Efficient rolling statistics with NumPy
When working with time series data with NumPy I often find myself needing to compute rolling or moving statistics such as mean and standard deviation. The simplest way compute that is to use a for loop:
def rolling_apply(fun, a, w):
r = np.empty(a.shape)
r.fill(np.nan)
for i in range(w - 1, a.shape[0]):
r[i] = fun(a[(i-w+1):i+1])
return r
A loop in Python are however very slow compared to a loop in C code. Fortunately there is a trick to make NumPy perform this looping internally in C code. This is achieved by adding an extra dimension with the same size as the window and an appropriate stride:
def rolling_window(a, window):
shape = a.shape[:-1] + (a.shape[-1] - window + 1, window)

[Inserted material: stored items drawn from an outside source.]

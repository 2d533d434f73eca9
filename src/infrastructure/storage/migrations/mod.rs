//! Database migrations infrastructure

use async_trait::async_trait;
use sqlx::postgres::PgPool;
use tracing::{debug, info};

use crate::domain::DomainError;

/// Trait for running database migrations
#[async_trait]
pub trait Migrator: Send + Sync {
    /// Runs all pending migrations
    async fn run(&self) -> Result<(), DomainError>;

    /// Returns the current migration version
    async fn version(&self) -> Result<Option<i64>, DomainError>;
}

/// PostgreSQL migrator recording applied versions in `_migrations`
#[derive(Debug)]
pub struct PostgresMigrator {
    pool: PgPool,
    migrations: Vec<Migration>,
}

impl PostgresMigrator {
    pub fn new(pool: PgPool) -> Self {
        Self::with_migrations(pool, storage_migrations())
    }

    pub fn with_migrations(pool: PgPool, migrations: Vec<Migration>) -> Self {
        Self { pool, migrations }
    }

    /// Creates the migrations table if it doesn't exist
    async fn ensure_migrations_table(&self) -> Result<(), DomainError> {
        sqlx::query(
            r#"
            CREATE TABLE IF NOT EXISTS _migrations (
                version BIGINT PRIMARY KEY,
                description TEXT NOT NULL,
                installed_on TIMESTAMPTZ NOT NULL DEFAULT NOW(),
                success BOOLEAN NOT NULL DEFAULT TRUE
            )
            "#,
        )
        .execute(&self.pool)
        .await
        .map_err(|e| DomainError::storage(format!("Failed to create migrations table: {}", e)))?;

        Ok(())
    }

    /// Runs a single migration
    pub async fn run_migration(&self, migration: &Migration) -> Result<(), DomainError> {
        self.ensure_migrations_table().await?;

        // Check if already applied
        let applied: bool = sqlx::query_scalar(
            "SELECT EXISTS(SELECT 1 FROM _migrations WHERE version = $1)",
        )
        .bind(migration.version)
        .fetch_one(&self.pool)
        .await
        .map_err(|e| DomainError::storage(format!("Failed to check migration status: {}", e)))?;

        if applied {
            return Ok(());
        }

        debug!(version = migration.version, description = %migration.description, "Applying migration");

        sqlx::raw_sql(&migration.up)
            .execute(&self.pool)
            .await
            .map_err(|e| {
                DomainError::storage(format!(
                    "Failed to run migration {}: {}",
                    migration.version, e
                ))
            })?;

        // Record the migration
        sqlx::query(
            "INSERT INTO _migrations (version, description) VALUES ($1, $2)",
        )
        .bind(migration.version)
        .bind(&migration.description)
        .execute(&self.pool)
        .await
        .map_err(|e| {
            DomainError::storage(format!("Failed to record migration {}: {}", migration.version, e))
        })?;

        Ok(())
    }

    /// Returns the latest applied migration version
    pub async fn current_version(&self) -> Result<Option<i64>, DomainError> {
        self.ensure_migrations_table().await?;

        let version: Option<i64> = sqlx::query_scalar(
            "SELECT MAX(version) FROM _migrations WHERE success = TRUE",
        )
        .fetch_one(&self.pool)
        .await
        .map_err(|e| DomainError::storage(format!("Failed to get migration version: {}", e)))?;

        Ok(version)
    }

}

/// Represents a database migration
#[derive(Debug, Clone)]
pub struct Migration {
    /// Migration version (timestamp-based recommended)
    pub version: i64,
    /// Human-readable description
    pub description: String,
    /// SQL to run when applying the migration
    pub up: String,
}

impl Migration {
    pub fn new(version: i64, description: impl Into<String>, up: impl Into<String>) -> Self {
        Self {
            version,
            description: description.into(),
            up: up.into(),
        }
    }
}

/// Migrations creating the account tables
pub fn storage_migrations() -> Vec<Migration> {
    vec![
        Migration::new(
            1,
            "Create accounts table",
            r#"
            CREATE TABLE IF NOT EXISTS accounts (
                id UUID PRIMARY KEY,
                username VARCHAR(20) NOT NULL UNIQUE,
                password_hash TEXT NOT NULL,
                is_staff BOOLEAN NOT NULL DEFAULT FALSE,
                is_superuser BOOLEAN NOT NULL DEFAULT FALSE,
                is_active BOOLEAN NOT NULL DEFAULT TRUE,
                is_of_age BOOLEAN NOT NULL DEFAULT FALSE,
                date_joined TIMESTAMPTZ NOT NULL DEFAULT NOW(),
                last_login TIMESTAMPTZ
            );
            CREATE INDEX IF NOT EXISTS idx_accounts_date_joined ON accounts(date_joined, is_active);
            COMMENT ON TABLE accounts IS 'user accounts';
            "#,
        ),
        Migration::new(
            2,
            "Create accounts_profiles table",
            r#"
            CREATE TABLE IF NOT EXISTS accounts_profiles (
                account VARCHAR(20) PRIMARY KEY
                    REFERENCES accounts(username) ON UPDATE CASCADE ON DELETE CASCADE,
                slug VARCHAR(20) NOT NULL,
                first_name VARCHAR(50) NOT NULL,
                last_name VARCHAR(50) NOT NULL,
                email VARCHAR(254) NOT NULL,
                phone VARCHAR(16),
                is_public BOOLEAN NOT NULL DEFAULT FALSE,
                description VARCHAR(1500),
                profile_pic TEXT,
                CONSTRAINT accounts_profiles_email_key UNIQUE (email)
            );
            CREATE INDEX IF NOT EXISTS idx_accounts_profiles_slug ON accounts_profiles(slug);
            CREATE INDEX IF NOT EXISTS idx_accounts_profiles_name ON accounts_profiles(last_name, first_name);
            COMMENT ON TABLE accounts_profiles IS 'user profiles';
            "#,
        ),
    ]
}

#[async_trait]
impl Migrator for PostgresMigrator {
    async fn run(&self) -> Result<(), DomainError> {
        for migration in &self.migrations {
            self.run_migration(migration).await?;
        }

        Ok(())
    }

    async fn version(&self) -> Result<Option<i64>, DomainError> {
        self.current_version().await
    }
}

/// Runs all pending storage migrations
pub async fn run_storage_migrations(pool: &PgPool) -> Result<Option<i64>, DomainError> {
    let migrator = PostgresMigrator::new(pool.clone());

    migrator.run().await?;

    let version = migrator.version().await?;
    info!(version = ?version, "Storage migrations applied");

    Ok(version)
}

strides = a.strides + (a.strides[-1],)
return np.lib.stride_tricks.as_strided(a, shape=shape, strides=strides)
Using this function it is easy to calculate for example a rolling mean without looping in Python:
>>> x=np.arange(10).reshape((2,5))
>>> rolling_window(x, 3)
array([[[0, 1, 2], [1, 2, 3], [2, 3, 4]],
[[5, 6, 7], [6, 7, 8], [7, 8, 9]]])
>>> np.mean(rolling_window(x, 3), -1)
array([[ 1., 2., 3.],
[ 6., 7., 8.]])
Update 2021-04-21: NumPy now comes with a builtin function
sliding_window_view
that does exactly this. There’s also the
Bottleneck library with optimized
functions for rolling mean, standard deviation etc.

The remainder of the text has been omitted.